UI-Research / mobility-from-poverty

https://ui-research.github.io/mobility-from-poverty/
4 stars 1 forks source link

Iss224 -- home values #284

Closed malcalakovalski closed 3 months ago

malcalakovalski commented 4 months ago

Ratio of the share of a community’s housing wealth held by a racial or ethnic group to the share of households of the same group

Note: I get 3,146 counties in 2022 for this metric instead of 3,143. Extra reviewer attention on the crosswalk section would be extremely helpful to debug this.

kmartinchek commented 3 months ago

I've completed a second review. Because IPUMS is down, I cannot run the full file, especially to verify changes to code to pull microdata that were made since my last review. I have requested some additional changes on CT counties in 2022, final formatting of files, data quality flags, and "missing" ratio values.

kmartinchek commented 3 months ago

The final adjustments needed are:

  1. there need to be rows for all 9 CT planning regions in 2022 file and longitudinal overall and subgroup county files.
  2. Clarify if 2014/2015 data will be included for counties, as places these years were removed.
  3. Clarify missingness in 2020 place and county files-- should this year be removed/filtered out?
kmartinchek commented 3 months ago

Before I approve, wanted to confirm the following and may need @cdsolari or @awunderground to weigh in based on treatment of other metrics:

  1. Is the Valdez-Cordova Census Area in Alaska existing before 2020? It seems that 2014-2019 are NAs. If it isn't a county-equal during those periods, should it be dropped?
  2. For places: it seems that South Fulton City is missing data for 2018, 2019, and 2020; although it was incorporated in 2017. Is that expected?
  3. When a place/county is missing for a specific year in the subgroup files, they just have 1 NA row (vs. one for overall, over + under 45). Is this the expected file format?

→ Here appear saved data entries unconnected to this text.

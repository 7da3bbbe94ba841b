use crate::config::AppConfig;
use crate::error::AppError;
use crate::session::{
    CredentialExchange, HttpCredentialExchange, OfflineExchange, SessionGate, SessionStore,
};
use crate::telemetry;
use crate::tracker::{render_sign_in, BoardView, TrackerClient};
use clap::{Args, Parser, Subcommand};
use std::env;
use std::sync::Arc;

#[derive(Parser, Debug)]
#[command(
    name = "JobJourney",
    about = "Track your classified job applications from the terminal",
    version
)]
struct Cli {
    #[command(subcommand)]
    command: Option<Command>,
}

#[derive(Subcommand, Debug)]
enum Command {
    /// Sign in and render the application board (default command)
    Board(BoardArgs),
    /// Record an application by hand (not available yet)
    Add,
}

#[derive(Args, Debug, Default)]
struct BoardArgs {
    /// Credential issued by the identity provider
    /// (falls back to JOBJOURNEY_CREDENTIAL)
    #[arg(long)]
    credential: Option<String>,
    /// Override the configured tracker service base URL
    #[arg(long)]
    api_base: Option<String>,
}

pub async fn run() -> Result<(), AppError> {
    let cli = Cli::parse();
    let command = cli
        .command
        .unwrap_or_else(|| Command::Board(BoardArgs::default()));

    match command {
        Command::Board(args) => board(args).await,
        Command::Add => {
            // Stub: the remote service is read-only from this side.
            println!("Add Application is not available yet.");
            Ok(())
        }
    }
}

async fn board(mut args: BoardArgs) -> Result<(), AppError> {
    let mut config = AppConfig::load()?;
    if let Some(base) = args.api_base.take() {
        config.tracker.api_base = base;
    }

    telemetry::init(&config.telemetry)?;

    let store = SessionStore::start();
    let exchange: Arc<dyn CredentialExchange> = match config.auth.exchange_url.as_deref() {
        Some(url) => Arc::new(HttpCredentialExchange::new(url)),
        None => Arc::new(OfflineExchange),
    };
    let gate = SessionGate::new(store.clone(), exchange);

    let credential = args
        .credential
        .take()
        .or_else(|| env::var("JOBJOURNEY_CREDENTIAL").ok());

    if !gate.sign_in(credential.as_deref()).await {
        // Failure surfaces only in the diagnostic log; stay on sign-in.
        print!("{}", render_sign_in());
        return Ok(());
    }

    let mut view = BoardView::new(TrackerClient::new(config.tracker.api_base.clone()));
    view.mount().await;

    let session = store.current();
    print!(
        "{}",
        view.render(session.as_ref().and_then(|s| s.display_name.as_deref()))
    );

    store.sign_out();
    Ok(())
}
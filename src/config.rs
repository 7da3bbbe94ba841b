use std::env;
use std::fmt;

/// Distinguishes runtime behavior for different stages of the client.
#[derive(Debug, Clone, Copy, PartialEq, Eq)]
pub enum AppEnvironment {
    Development,
    Test,
    Production,
}

impl AppEnvironment {
    fn from_str(value: &str) -> Self {
        match value.trim().to_ascii_lowercase().as_str() {
            "prod" | "production" => Self::Production,
            "test" | "ci" => Self::Test,
            _ => Self::Development,
        }
    }
}

/// Top-level configuration for the dashboard client.
#[derive(Debug, Clone)]
pub struct AppConfig {
    pub environment: AppEnvironment,
    pub tracker: TrackerConfig,
    pub auth: AuthConfig,
    pub telemetry: TelemetryConfig,
}

impl AppConfig {
    pub fn load() -> Result<Self, ConfigError> {
        dotenvy::dotenv().ok();

        let environment = AppEnvironment::from_str(
            &env::var("APP_ENV").unwrap_or_else(|_| "development".to_string()),
        );

        let api_base = env::var("TRACKER_API_BASE")
            .unwrap_or_else(|_| "http://127.0.0.1:5050".to_string());
        if api_base.trim().is_empty() {
            return Err(ConfigError::EmptyApiBase);
        }

        let exchange_url = env::var("AUTH_EXCHANGE_URL")
            .ok()
            .filter(|value| !value.trim().is_empty());

        let log_level = env::var("APP_LOG_LEVEL").unwrap_or_else(|_| "info".to_string());

        Ok(Self {
            environment,
            tracker: TrackerConfig { api_base },
            auth: AuthConfig { exchange_url },
            telemetry: TelemetryConfig { log_level },
        })
    }
}

/// Location of the remote classification service.
#[derive(Debug, Clone)]
pub struct TrackerConfig {
    pub api_base: String,
}

/// Identity-exchange endpoint; absent means the offline exchange is used.
#[derive(Debug, Clone)]
pub struct AuthConfig {
    pub exchange_url: Option<String>,
}

/// Tracing controls.
#[derive(Debug, Clone)]
pub struct TelemetryConfig {
    pub log_level: String,
}

#[derive(Debug)]
pub enum ConfigError {
    EmptyApiBase,
}

impl fmt::Display for ConfigError {
    fn fmt(&self, f: &mut fmt::Formatter<'_>) -> fmt::Result {
        match self {
            ConfigError::EmptyApiBase => {
                write!(f, "TRACKER_API_BASE must not be empty when set")
            }
        }
    }
}

impl std::error::Error for ConfigError {}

Everything else looks good!

cdsolari commented 3 months ago

@kmartinchek @malcalakovalski Ideally, in the subgroup files, there should be placeholder rows for every subgroup, and not just "All." I'll let @awunderground weigh in on the importance of this over finishing though, given our timeline.

For Alaska, Valdez-Cordova Census Area, Alaska (02-261), Split to form Chugach Census Area (02-063) and Copper River Census Area (02-066) effective January 02, 2019, as noted in this documentation. Careful that the population variable in the county-population.csv crosswalk has NA's for all of AK's counties for some reason. But, Valdez-Cordova should indeed cease to exist after 2019, and the other two counties should have replaced it thereafter.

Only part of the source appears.